# What you are asked to do
Write out exactly the lines running from the one with "let err = renderer" to the last line of the entries, keeping both the first and the last.

# Supplied records
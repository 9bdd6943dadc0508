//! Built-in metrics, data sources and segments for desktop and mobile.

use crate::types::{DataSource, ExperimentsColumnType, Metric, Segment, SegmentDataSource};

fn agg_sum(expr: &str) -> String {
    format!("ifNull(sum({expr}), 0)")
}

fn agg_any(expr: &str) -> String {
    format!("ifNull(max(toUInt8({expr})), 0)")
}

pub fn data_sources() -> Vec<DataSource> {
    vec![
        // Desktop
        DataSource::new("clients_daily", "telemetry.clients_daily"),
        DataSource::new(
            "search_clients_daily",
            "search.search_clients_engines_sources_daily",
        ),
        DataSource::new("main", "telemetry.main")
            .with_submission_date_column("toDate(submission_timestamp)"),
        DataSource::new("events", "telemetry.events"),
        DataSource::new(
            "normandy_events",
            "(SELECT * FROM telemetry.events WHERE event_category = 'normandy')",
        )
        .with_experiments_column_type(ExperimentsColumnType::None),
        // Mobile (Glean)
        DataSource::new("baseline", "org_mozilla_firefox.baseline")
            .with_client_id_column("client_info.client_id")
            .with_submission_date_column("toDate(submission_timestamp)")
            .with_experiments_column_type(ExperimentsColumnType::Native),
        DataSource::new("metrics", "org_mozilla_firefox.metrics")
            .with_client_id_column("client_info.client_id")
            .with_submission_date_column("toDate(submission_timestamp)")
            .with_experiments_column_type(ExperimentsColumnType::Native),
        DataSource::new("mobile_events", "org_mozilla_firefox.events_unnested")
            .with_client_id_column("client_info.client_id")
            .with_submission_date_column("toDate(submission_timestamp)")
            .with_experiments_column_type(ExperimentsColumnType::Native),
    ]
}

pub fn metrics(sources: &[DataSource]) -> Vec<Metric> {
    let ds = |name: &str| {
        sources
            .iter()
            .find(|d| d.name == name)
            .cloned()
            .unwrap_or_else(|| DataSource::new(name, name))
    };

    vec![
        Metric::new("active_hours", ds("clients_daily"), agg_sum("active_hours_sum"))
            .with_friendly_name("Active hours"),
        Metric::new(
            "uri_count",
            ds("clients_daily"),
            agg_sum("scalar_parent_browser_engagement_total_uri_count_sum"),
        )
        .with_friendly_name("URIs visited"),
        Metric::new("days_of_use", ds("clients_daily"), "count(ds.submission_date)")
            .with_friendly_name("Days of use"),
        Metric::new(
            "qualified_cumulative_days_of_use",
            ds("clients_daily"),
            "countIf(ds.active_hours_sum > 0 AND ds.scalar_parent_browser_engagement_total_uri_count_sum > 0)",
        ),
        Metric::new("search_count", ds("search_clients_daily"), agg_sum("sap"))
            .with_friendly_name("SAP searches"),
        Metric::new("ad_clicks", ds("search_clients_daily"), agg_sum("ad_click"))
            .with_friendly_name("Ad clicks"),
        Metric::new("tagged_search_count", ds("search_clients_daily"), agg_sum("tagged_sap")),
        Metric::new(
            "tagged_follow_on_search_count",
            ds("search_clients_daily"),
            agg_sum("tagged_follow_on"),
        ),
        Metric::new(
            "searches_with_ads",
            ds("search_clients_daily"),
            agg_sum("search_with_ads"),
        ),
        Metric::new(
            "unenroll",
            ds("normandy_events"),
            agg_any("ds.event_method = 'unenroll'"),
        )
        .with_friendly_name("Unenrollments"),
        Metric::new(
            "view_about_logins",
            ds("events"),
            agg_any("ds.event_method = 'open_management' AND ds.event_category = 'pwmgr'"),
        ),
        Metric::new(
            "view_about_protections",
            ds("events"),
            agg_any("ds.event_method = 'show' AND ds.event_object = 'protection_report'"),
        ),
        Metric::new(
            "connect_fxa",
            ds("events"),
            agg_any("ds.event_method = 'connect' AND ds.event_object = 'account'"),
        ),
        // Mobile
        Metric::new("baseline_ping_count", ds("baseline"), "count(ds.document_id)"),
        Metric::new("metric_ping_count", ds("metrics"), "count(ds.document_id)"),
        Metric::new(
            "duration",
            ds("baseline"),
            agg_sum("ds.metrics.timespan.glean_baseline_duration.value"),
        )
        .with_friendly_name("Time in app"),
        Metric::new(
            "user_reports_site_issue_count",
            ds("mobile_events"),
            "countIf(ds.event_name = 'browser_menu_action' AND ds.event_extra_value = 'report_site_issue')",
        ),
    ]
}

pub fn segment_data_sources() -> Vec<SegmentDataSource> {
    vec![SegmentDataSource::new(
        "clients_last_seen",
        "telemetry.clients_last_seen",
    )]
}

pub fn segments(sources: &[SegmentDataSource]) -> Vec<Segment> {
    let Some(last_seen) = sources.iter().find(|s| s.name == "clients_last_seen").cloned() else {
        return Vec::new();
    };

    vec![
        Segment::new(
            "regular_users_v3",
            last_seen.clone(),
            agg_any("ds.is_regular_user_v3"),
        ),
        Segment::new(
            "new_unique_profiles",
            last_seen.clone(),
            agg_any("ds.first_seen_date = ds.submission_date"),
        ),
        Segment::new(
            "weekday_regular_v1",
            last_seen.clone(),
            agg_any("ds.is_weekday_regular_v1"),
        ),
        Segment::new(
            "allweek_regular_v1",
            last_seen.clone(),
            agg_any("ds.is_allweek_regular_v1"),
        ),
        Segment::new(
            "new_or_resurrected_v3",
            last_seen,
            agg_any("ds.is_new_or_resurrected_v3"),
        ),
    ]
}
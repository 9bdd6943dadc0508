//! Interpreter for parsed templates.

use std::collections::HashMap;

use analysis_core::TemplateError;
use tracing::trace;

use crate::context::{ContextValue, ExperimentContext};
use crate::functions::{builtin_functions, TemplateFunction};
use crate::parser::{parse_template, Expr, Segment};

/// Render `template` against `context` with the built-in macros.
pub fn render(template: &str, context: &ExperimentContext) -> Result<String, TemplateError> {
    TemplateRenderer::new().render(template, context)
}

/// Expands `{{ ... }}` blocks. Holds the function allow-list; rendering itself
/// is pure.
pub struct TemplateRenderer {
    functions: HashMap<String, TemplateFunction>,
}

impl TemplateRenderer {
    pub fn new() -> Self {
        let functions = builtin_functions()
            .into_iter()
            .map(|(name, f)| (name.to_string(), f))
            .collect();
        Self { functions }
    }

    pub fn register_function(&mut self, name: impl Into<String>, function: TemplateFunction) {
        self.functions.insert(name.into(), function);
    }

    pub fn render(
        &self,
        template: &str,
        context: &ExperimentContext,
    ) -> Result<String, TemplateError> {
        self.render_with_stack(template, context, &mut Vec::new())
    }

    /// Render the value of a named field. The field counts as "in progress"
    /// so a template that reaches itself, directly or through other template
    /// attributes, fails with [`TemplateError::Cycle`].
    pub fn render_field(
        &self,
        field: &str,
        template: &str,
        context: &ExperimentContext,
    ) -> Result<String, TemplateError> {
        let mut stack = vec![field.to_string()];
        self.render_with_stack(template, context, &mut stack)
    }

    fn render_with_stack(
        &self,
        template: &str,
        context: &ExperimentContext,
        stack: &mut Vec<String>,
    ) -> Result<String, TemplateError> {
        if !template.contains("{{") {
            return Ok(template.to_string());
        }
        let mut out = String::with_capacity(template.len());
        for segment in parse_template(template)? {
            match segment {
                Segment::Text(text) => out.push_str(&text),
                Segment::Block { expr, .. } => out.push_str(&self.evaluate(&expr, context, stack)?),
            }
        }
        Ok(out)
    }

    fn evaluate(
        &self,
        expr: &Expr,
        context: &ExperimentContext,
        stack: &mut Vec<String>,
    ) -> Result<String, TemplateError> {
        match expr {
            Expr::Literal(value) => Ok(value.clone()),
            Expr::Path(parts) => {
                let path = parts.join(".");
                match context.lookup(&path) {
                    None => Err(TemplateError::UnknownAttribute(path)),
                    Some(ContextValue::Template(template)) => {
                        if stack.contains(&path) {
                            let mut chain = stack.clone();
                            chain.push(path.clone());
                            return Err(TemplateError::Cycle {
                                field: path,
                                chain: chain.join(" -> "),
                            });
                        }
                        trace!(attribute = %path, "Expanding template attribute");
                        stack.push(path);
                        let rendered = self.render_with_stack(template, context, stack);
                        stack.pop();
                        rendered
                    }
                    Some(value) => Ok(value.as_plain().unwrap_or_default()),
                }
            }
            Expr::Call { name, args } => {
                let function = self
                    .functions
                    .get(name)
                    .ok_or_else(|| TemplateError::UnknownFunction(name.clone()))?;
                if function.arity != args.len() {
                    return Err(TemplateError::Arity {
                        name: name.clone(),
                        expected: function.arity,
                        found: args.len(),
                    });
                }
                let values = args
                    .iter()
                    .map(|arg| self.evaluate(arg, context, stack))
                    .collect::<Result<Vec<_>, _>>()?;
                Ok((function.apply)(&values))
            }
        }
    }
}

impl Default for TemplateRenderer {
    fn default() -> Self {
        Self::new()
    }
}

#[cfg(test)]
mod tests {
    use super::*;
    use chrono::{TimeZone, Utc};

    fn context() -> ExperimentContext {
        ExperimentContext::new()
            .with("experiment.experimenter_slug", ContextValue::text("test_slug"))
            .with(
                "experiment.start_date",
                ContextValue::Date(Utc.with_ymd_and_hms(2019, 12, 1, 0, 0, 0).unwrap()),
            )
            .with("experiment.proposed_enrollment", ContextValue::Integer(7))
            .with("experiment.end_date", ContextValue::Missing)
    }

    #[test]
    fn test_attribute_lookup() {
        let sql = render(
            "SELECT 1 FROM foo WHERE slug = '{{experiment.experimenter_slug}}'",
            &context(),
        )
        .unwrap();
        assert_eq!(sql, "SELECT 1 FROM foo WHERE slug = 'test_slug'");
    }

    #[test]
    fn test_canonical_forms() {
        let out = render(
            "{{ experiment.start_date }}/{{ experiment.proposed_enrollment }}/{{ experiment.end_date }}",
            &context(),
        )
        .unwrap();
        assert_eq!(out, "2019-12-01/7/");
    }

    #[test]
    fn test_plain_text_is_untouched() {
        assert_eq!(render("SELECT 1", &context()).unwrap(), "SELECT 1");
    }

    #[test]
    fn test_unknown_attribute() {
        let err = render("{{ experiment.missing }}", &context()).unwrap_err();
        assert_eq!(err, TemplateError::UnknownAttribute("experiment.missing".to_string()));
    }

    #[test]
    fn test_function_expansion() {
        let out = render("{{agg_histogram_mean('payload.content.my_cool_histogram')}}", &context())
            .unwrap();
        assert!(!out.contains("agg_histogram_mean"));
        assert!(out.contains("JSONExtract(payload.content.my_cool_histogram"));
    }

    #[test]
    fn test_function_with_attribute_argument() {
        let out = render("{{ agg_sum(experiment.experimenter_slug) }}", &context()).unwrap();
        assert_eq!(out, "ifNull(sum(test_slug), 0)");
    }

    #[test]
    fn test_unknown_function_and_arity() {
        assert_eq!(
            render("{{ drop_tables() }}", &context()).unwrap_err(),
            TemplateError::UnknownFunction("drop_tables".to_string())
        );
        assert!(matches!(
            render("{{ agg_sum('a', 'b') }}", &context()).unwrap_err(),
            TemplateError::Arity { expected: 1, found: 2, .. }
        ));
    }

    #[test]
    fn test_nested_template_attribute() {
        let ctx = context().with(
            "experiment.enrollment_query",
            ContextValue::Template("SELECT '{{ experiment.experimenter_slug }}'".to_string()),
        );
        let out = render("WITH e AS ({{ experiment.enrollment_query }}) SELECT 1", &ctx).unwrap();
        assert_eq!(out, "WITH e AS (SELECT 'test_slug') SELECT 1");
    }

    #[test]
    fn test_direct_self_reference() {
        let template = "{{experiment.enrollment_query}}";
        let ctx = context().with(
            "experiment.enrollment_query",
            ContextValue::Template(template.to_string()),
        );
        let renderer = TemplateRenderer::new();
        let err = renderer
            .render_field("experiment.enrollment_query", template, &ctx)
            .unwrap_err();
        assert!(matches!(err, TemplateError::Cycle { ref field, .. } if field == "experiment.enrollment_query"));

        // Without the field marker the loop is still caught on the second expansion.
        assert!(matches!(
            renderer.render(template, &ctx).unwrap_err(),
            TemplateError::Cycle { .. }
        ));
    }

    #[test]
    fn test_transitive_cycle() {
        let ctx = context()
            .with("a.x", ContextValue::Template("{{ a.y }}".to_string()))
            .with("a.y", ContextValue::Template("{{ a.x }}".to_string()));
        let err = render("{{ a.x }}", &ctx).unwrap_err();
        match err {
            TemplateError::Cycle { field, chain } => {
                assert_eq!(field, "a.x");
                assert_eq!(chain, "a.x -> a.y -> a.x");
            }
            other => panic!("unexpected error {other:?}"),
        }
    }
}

# Solution to this exercise
        let err = renderer
            .render_field("experiment.enrollment_query", template, &ctx)
            .unwrap_err();
        assert!(matches!(err, TemplateError::Cycle { ref field, .. } if field == "experiment.enrollment_query"));

        // Without the field marker the loop is still caught on the second expansion.
        assert!(matches!(
            renderer.render(template, &ctx).unwrap_err(),
            TemplateError::Cycle { .. }
        ));
    }

    #[test]
    fn test_transitive_cycle() {
        let ctx = context()
            .with("a.x", ContextValue::Template("{{ a.y }}".to_string()))
            .with("a.y", ContextValue::Template("{{ a.x }}".to_string()));
        let err = render("{{ a.x }}", &ctx).unwrap_err();
        match err {
            TemplateError::Cycle { field, chain } => {
                assert_eq!(field, "a.x");
                assert_eq!(chain, "a.x -> a.y -> a.x");
            }
            other => panic!("unexpected error {other:?}"),
        }
    }
}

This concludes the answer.